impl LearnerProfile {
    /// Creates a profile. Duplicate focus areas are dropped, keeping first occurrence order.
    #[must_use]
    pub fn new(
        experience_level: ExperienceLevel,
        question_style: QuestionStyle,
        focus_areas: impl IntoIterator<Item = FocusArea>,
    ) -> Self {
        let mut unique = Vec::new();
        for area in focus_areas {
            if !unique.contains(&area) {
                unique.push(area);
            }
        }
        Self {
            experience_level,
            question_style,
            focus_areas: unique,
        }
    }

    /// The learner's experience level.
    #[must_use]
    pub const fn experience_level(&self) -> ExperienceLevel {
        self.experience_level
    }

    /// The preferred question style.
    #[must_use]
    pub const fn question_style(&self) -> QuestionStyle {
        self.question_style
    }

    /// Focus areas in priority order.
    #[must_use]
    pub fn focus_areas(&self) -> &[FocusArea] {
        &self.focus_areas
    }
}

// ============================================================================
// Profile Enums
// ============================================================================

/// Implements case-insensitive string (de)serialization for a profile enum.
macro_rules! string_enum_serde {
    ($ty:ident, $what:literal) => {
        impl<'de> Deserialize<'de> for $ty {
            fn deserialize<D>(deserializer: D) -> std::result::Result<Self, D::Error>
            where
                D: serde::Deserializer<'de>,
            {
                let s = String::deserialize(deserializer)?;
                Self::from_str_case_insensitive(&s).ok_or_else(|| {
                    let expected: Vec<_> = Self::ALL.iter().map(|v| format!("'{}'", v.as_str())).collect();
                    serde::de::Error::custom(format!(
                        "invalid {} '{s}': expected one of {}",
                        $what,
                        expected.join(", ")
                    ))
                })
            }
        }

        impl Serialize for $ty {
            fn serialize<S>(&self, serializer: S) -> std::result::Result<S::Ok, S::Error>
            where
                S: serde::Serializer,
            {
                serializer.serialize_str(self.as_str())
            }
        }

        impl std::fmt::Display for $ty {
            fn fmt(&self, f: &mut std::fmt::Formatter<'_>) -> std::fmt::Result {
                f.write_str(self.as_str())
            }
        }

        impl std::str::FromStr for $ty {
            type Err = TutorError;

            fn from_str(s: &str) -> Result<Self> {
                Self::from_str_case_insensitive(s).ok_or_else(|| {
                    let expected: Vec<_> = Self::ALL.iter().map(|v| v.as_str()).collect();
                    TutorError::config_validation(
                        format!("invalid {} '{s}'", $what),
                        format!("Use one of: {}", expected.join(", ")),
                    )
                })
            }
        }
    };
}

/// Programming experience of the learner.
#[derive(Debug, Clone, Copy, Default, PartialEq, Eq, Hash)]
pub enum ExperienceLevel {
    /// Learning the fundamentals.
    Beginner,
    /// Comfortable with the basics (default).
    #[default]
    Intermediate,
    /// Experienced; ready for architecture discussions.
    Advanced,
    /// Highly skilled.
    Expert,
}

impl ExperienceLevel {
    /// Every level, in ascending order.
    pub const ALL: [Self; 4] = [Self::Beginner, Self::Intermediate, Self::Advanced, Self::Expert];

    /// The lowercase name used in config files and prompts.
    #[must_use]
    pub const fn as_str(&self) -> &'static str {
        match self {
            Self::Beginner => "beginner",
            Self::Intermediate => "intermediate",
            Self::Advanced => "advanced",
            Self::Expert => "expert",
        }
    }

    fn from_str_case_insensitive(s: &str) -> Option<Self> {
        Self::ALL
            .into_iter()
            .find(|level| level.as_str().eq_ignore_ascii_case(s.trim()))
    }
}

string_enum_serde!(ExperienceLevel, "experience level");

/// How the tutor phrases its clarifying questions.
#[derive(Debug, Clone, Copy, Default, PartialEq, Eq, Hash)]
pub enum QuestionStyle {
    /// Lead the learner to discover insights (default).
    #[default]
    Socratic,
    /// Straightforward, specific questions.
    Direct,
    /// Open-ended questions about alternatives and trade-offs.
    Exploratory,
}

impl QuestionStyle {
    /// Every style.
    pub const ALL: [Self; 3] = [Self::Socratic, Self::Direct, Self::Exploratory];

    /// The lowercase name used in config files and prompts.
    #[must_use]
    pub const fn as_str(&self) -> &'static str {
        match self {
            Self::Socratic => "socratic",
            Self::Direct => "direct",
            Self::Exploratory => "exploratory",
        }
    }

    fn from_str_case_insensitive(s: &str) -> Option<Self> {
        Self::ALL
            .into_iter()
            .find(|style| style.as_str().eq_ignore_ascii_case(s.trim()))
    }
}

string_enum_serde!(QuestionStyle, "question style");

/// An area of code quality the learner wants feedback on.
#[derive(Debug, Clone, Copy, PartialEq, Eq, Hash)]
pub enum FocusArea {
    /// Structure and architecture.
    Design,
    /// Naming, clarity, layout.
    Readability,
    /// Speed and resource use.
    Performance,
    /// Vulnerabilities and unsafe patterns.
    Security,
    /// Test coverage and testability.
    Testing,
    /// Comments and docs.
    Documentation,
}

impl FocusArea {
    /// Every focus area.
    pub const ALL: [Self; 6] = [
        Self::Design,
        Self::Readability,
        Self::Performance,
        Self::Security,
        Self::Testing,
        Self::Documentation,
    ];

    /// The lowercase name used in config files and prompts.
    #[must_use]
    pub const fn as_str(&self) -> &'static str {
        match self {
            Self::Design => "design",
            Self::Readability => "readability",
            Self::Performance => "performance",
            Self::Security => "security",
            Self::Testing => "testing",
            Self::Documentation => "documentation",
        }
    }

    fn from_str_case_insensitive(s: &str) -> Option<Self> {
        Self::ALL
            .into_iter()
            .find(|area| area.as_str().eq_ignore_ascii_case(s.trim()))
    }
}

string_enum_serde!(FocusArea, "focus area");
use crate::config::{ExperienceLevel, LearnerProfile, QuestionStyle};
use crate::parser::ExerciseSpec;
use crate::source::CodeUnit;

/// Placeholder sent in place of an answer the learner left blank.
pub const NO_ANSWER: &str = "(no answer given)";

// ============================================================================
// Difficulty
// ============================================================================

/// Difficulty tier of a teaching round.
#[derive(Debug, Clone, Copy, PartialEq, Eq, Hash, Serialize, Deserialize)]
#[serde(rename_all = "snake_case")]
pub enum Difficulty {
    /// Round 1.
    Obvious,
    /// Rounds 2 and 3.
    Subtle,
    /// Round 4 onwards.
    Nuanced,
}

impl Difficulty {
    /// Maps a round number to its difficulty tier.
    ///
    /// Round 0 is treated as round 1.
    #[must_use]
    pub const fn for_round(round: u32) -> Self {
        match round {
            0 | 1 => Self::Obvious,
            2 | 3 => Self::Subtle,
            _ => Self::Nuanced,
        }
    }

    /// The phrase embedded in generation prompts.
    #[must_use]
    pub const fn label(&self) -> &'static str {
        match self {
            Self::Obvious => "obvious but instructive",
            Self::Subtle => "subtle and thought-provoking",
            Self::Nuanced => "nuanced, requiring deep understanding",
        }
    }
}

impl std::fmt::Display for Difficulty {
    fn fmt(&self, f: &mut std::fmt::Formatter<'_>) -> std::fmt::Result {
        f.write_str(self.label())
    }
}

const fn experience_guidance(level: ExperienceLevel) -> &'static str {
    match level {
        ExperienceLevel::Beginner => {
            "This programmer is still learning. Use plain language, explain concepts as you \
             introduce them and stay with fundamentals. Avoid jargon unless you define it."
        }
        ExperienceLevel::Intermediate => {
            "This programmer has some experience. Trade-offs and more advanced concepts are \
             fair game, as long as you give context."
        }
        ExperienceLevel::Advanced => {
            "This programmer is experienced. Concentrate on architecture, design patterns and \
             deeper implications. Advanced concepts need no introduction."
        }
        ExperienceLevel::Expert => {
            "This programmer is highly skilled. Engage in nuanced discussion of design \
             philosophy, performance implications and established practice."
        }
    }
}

• • •

→ **Problem to solve**
Would you return all of the data exactly as it stands above?

→ **Expected answer**
impl LearnerProfile {
    /// Creates a profile. Duplicate focus areas are dropped, keeping first occurrence order.
    #[must_use]
    pub fn new(
        experience_level: ExperienceLevel,
        question_style: QuestionStyle,
        focus_areas: impl IntoIterator<Item = FocusArea>,
    ) -> Self {
        let mut unique = Vec::new();
        for area in focus_areas {
            if !unique.contains(&area) {
                unique.push(area);
            }
        }
        Self {
            experience_level,
            question_style,
            focus_areas: unique,
        }
    }

    /// The learner's experience level.
    #[must_use]
    pub const fn experience_level(&self) -> ExperienceLevel {
        self.experience_level
    }

    /// The preferred question style.
    #[must_use]
    pub const fn question_style(&self) -> QuestionStyle {
        self.question_style
    }

    /// Focus areas in priority order.
    #[must_use]
    pub fn focus_areas(&self) -> &[FocusArea] {
        &self.focus_areas
    }
}

// ============================================================================
// Profile Enums
// ============================================================================

/// Implements case-insensitive string (de)serialization for a profile enum.
macro_rules! string_enum_serde {
    ($ty:ident, $what:literal) => {
        impl<'de> Deserialize<'de> for $ty {
            fn deserialize<D>(deserializer: D) -> std::result::Result<Self, D::Error>
            where
                D: serde::Deserializer<'de>,
            {
                let s = String::deserialize(deserializer)?;
                Self::from_str_case_insensitive(&s).ok_or_else(|| {
                    let expected: Vec<_> = Self::ALL.iter().map(|v| format!("'{}'", v.as_str())).collect();
                    serde::de::Error::custom(format!(
                        "invalid {} '{s}': expected one of {}",
                        $what,
                        expected.join(", ")
                    ))
                })
            }
        }

        impl Serialize for $ty {
            fn serialize<S>(&self, serializer: S) -> std::result::Result<S::Ok, S::Error>
            where
                S: serde::Serializer,
            {
                serializer.serialize_str(self.as_str())
            }
        }

        impl std::fmt::Display for $ty {
            fn fmt(&self, f: &mut std::fmt::Formatter<'_>) -> std::fmt::Result {
                f.write_str(self.as_str())
            }
        }

        impl std::str::FromStr for $ty {
            type Err = TutorError;

            fn from_str(s: &str) -> Result<Self> {
                Self::from_str_case_insensitive(s).ok_or_else(|| {
                    let expected: Vec<_> = Self::ALL.iter().map(|v| v.as_str()).collect();
                    TutorError::config_validation(
                        format!("invalid {} '{s}'", $what),
                        format!("Use one of: {}", expected.join(", ")),
                    )
                })
            }
        }
    };
}

/// Programming experience of the learner.
#[derive(Debug, Clone, Copy, Default, PartialEq, Eq, Hash)]
pub enum ExperienceLevel {
    /// Learning the fundamentals.
    Beginner,
    /// Comfortable with the basics (default).
    #[default]
    Intermediate,
    /// Experienced; ready for architecture discussions.
    Advanced,
    /// Highly skilled.
    Expert,
}

impl ExperienceLevel {
    /// Every level, in ascending order.
    pub const ALL: [Self; 4] = [Self::Beginner, Self::Intermediate, Self::Advanced, Self::Expert];

    /// The lowercase name used in config files and prompts.
    #[must_use]
    pub const fn as_str(&self) -> &'static str {
        match self {
            Self::Beginner => "beginner",
            Self::Intermediate => "intermediate",
            Self::Advanced => "advanced",
            Self::Expert => "expert",
        }
    }

    fn from_str_case_insensitive(s: &str) -> Option<Self> {
        Self::ALL
            .into_iter()
            .find(|level| level.as_str().eq_ignore_ascii_case(s.trim()))
    }
}

string_enum_serde!(ExperienceLevel, "experience level");

/// How the tutor phrases its clarifying questions.
#[derive(Debug, Clone, Copy, Default, PartialEq, Eq, Hash)]
pub enum QuestionStyle {
    /// Lead the learner to discover insights (default).
    #[default]
    Socratic,
    /// Straightforward, specific questions.
    Direct,
    /// Open-ended questions about alternatives and trade-offs.
    Exploratory,
}

impl QuestionStyle {
    /// Every style.
    pub const ALL: [Self; 3] = [Self::Socratic, Self::Direct, Self::Exploratory];

    /// The lowercase name used in config files and prompts.
    #[must_use]
    pub const fn as_str(&self) -> &'static str {
        match self {
            Self::Socratic => "socratic",
            Self::Direct => "direct",
            Self::Exploratory => "exploratory",
        }
    }

    fn from_str_case_insensitive(s: &str) -> Option<Self> {
        Self::ALL
            .into_iter()
            .find(|style| style.as_str().eq_ignore_ascii_case(s.trim()))
    }
}

string_enum_serde!(QuestionStyle, "question style");

/// An area of code quality the learner wants feedback on.
#[derive(Debug, Clone, Copy, PartialEq, Eq, Hash)]
pub enum FocusArea {
    /// Structure and architecture.
    Design,
    /// Naming, clarity, layout.
    Readability,
    /// Speed and resource use.
    Performance,
    /// Vulnerabilities and unsafe patterns.
    Security,
    /// Test coverage and testability.
    Testing,
    /// Comments and docs.
    Documentation,
}

impl FocusArea {
    /// Every focus area.
    pub const ALL: [Self; 6] = [
        Self::Design,
        Self::Readability,
        Self::Performance,
        Self::Security,
        Self::Testing,
        Self::Documentation,
    ];

    /// The lowercase name used in config files and prompts.
    #[must_use]
    pub const fn as_str(&self) -> &'static str {
        match self {
            Self::Design => "design",
            Self::Readability => "readability",
            Self::Performance => "performance",
            Self::Security => "security",
            Self::Testing => "testing",
            Self::Documentation => "documentation",
        }
    }

    fn from_str_case_insensitive(s: &str) -> Option<Self> {
        Self::ALL
            .into_iter()
            .find(|area| area.as_str().eq_ignore_ascii_case(s.trim()))
    }
}

string_enum_serde!(FocusArea, "focus area");
use crate::config::{ExperienceLevel, LearnerProfile, QuestionStyle};
use crate::parser::ExerciseSpec;
use crate::source::CodeUnit;

/// Placeholder sent in place of an answer the learner left blank.
pub const NO_ANSWER: &str = "(no answer given)";

// ============================================================================
// Difficulty
// ============================================================================

/// Difficulty tier of a teaching round.
#[derive(Debug, Clone, Copy, PartialEq, Eq, Hash, Serialize, Deserialize)]
#[serde(rename_all = "snake_case")]
pub enum Difficulty {
    /// Round 1.
    Obvious,
    /// Rounds 2 and 3.
    Subtle,
    /// Round 4 onwards.
    Nuanced,
}

impl Difficulty {
    /// Maps a round number to its difficulty tier.
    ///
    /// Round 0 is treated as round 1.
    #[must_use]
    pub const fn for_round(round: u32) -> Self {
        match round {
            0 | 1 => Self::Obvious,
            2 | 3 => Self::Subtle,
            _ => Self::Nuanced,
        }
    }

    /// The phrase embedded in generation prompts.
    #[must_use]
    pub const fn label(&self) -> &'static str {
        match self {
            Self::Obvious => "obvious but instructive",
            Self::Subtle => "subtle and thought-provoking",
            Self::Nuanced => "nuanced, requiring deep understanding",
        }
    }
}

impl std::fmt::Display for Difficulty {
    fn fmt(&self, f: &mut std::fmt::Formatter<'_>) -> std::fmt::Result {
        f.write_str(self.label())
    }
}

const fn experience_guidance(level: ExperienceLevel) -> &'static str {
    match level {
        ExperienceLevel::Beginner => {
            "This programmer is still learning. Use plain language, explain concepts as you \
             introduce them and stay with fundamentals. Avoid jargon unless you define it."
        }
        ExperienceLevel::Intermediate => {
            "This programmer has some experience. Trade-offs and more advanced concepts are \
             fair game, as long as you give context."
        }
        ExperienceLevel::Advanced => {
            "This programmer is experienced. Concentrate on architecture, design patterns and \
             deeper implications. Advanced concepts need no introduction."
        }
        ExperienceLevel::Expert => {
            "This programmer is highly skilled. Engage in nuanced discussion of design \
             philosophy, performance implications and established practice."
        }
    }
}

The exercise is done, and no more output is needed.